Collected data
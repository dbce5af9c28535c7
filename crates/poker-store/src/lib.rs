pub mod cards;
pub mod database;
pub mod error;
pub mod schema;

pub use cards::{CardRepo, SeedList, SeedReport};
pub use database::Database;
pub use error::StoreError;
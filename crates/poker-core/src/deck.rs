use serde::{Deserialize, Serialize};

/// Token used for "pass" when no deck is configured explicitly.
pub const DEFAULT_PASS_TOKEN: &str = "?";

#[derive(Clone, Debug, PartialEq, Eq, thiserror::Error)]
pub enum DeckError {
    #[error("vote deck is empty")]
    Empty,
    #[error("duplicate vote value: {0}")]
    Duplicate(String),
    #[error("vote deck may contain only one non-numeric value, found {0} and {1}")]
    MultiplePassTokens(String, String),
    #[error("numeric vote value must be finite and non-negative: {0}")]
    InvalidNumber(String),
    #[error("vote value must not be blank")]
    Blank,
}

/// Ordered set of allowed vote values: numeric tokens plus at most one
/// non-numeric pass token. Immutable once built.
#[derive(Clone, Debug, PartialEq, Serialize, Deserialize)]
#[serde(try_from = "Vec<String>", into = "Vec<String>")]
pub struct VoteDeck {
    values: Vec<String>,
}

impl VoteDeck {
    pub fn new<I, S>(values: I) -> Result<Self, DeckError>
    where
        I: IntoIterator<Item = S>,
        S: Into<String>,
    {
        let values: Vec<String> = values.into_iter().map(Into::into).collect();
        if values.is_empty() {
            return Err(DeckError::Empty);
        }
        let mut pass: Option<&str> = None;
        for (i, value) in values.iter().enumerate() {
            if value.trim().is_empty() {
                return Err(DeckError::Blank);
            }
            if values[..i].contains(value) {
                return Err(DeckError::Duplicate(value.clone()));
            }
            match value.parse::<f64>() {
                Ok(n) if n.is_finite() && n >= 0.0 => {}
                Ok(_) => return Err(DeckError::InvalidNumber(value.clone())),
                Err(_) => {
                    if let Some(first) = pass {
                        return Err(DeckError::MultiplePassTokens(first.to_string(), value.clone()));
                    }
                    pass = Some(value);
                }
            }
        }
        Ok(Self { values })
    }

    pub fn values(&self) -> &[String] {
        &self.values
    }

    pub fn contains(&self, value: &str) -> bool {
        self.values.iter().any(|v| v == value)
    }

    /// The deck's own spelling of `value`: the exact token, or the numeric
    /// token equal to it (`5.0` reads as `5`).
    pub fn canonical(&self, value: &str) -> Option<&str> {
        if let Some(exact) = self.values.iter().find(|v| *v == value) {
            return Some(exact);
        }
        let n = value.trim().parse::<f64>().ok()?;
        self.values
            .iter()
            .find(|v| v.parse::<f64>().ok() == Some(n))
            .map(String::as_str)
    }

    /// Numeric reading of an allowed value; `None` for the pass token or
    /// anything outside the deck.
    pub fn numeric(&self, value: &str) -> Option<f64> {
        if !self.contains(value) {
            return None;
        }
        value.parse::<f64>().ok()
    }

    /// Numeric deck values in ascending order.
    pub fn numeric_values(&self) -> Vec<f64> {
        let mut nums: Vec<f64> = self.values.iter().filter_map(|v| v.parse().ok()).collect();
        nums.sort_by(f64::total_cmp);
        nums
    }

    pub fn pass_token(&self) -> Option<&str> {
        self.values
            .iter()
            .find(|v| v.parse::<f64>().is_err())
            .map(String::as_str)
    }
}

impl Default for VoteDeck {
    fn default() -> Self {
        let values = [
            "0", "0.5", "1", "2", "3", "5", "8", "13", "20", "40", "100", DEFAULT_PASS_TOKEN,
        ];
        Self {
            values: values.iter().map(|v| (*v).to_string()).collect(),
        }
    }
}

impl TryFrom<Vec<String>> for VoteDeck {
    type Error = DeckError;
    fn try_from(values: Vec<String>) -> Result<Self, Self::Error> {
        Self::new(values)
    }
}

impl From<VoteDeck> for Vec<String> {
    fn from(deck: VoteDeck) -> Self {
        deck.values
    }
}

• _Exercise aim_
Once more, print all the records exactly.

• _Completed exercise_
repository dbce5af9c28535c7
filename crates/poker-store/src/lib.rs
pub mod cards;
pub mod database;
pub mod error;
pub mod schema;

pub use cards::{CardRepo, SeedList, SeedReport};
pub use database::Database;
pub use error::StoreError;
filename crates/poker-core/src/deck.rs
use serde::{Deserialize, Serialize};

/// Token used for "pass" when no deck is configured explicitly.
pub const DEFAULT_PASS_TOKEN: &str = "?";

#[derive(Clone, Debug, PartialEq, Eq, thiserror::Error)]
pub enum DeckError {
    #[error("vote deck is empty")]
    Empty,
    #[error("duplicate vote value: {0}")]
    Duplicate(String),
    #[error("vote deck may contain only one non-numeric value, found {0} and {1}")]
    MultiplePassTokens(String, String),
    #[error("numeric vote value must be finite and non-negative: {0}")]
    InvalidNumber(String),
    #[error("vote value must not be blank")]
    Blank,
}

/// Ordered set of allowed vote values: numeric tokens plus at most one
/// non-numeric pass token. Immutable once built.
#[derive(Clone, Debug, PartialEq, Serialize, Deserialize)]
#[serde(try_from = "Vec<String>", into = "Vec<String>")]
pub struct VoteDeck {
    values: Vec<String>,
}

impl VoteDeck {
    pub fn new<I, S>(values: I) -> Result<Self, DeckError>
    where
        I: IntoIterator<Item = S>,
        S: Into<String>,
    {
        let values: Vec<String> = values.into_iter().map(Into::into).collect();
        if values.is_empty() {
            return Err(DeckError::Empty);
        }
        let mut pass: Option<&str> = None;
        for (i, value) in values.iter().enumerate() {
            if value.trim().is_empty() {
                return Err(DeckError::Blank);
            }
            if values[..i].contains(value) {
                return Err(DeckError::Duplicate(value.clone()));
            }
            match value.parse::<f64>() {
                Ok(n) if n.is_finite() && n >= 0.0 => {}
                Ok(_) => return Err(DeckError::InvalidNumber(value.clone())),
                Err(_) => {
                    if let Some(first) = pass {
                        return Err(DeckError::MultiplePassTokens(first.to_string(), value.clone()));
                    }
                    pass = Some(value);
                }
            }
        }
        Ok(Self { values })
    }

    pub fn values(&self) -> &[String] {
        &self.values
    }

    pub fn contains(&self, value: &str) -> bool {
        self.values.iter().any(|v| v == value)
    }

    /// The deck's own spelling of `value`: the exact token, or the numeric
    /// token equal to it (`5.0` reads as `5`).
    pub fn canonical(&self, value: &str) -> Option<&str> {
        if let Some(exact) = self.values.iter().find(|v| *v == value) {
            return Some(exact);
        }
        let n = value.trim().parse::<f64>().ok()?;
        self.values
            .iter()
            .find(|v| v.parse::<f64>().ok() == Some(n))
            .map(String::as_str)
    }

    /// Numeric reading of an allowed value; `None` for the pass token or
    /// anything outside the deck.
    pub fn numeric(&self, value: &str) -> Option<f64> {
        if !self.contains(value) {
            return None;
        }
        value.parse::<f64>().ok()
    }

    /// Numeric deck values in ascending order.
    pub fn numeric_values(&self) -> Vec<f64> {
        let mut nums: Vec<f64> = self.values.iter().filter_map(|v| v.parse().ok()).collect();
        nums.sort_by(f64::total_cmp);
        nums
    }

    pub fn pass_token(&self) -> Option<&str> {
        self.values
            .iter()
            .find(|v| v.parse::<f64>().is_err())
            .map(String::as_str)
    }
}

impl Default for VoteDeck {
    fn default() -> Self {
        let values = [
            "0", "0.5", "1", "2", "3", "5", "8", "13", "20", "40", "100", DEFAULT_PASS_TOKEN,
        ];
        Self {
            values: values.iter().map(|v| (*v).to_string()).collect(),
        }
    }
}

impl TryFrom<Vec<String>> for VoteDeck {
    type Error = DeckError;
    fn try_from(values: Vec<String>) -> Result<Self, Self::Error> {
        Self::new(values)
    }
}

impl From<VoteDeck> for Vec<String> {
    fn from(deck: VoteDeck) -> Self {
        deck.values
    }
}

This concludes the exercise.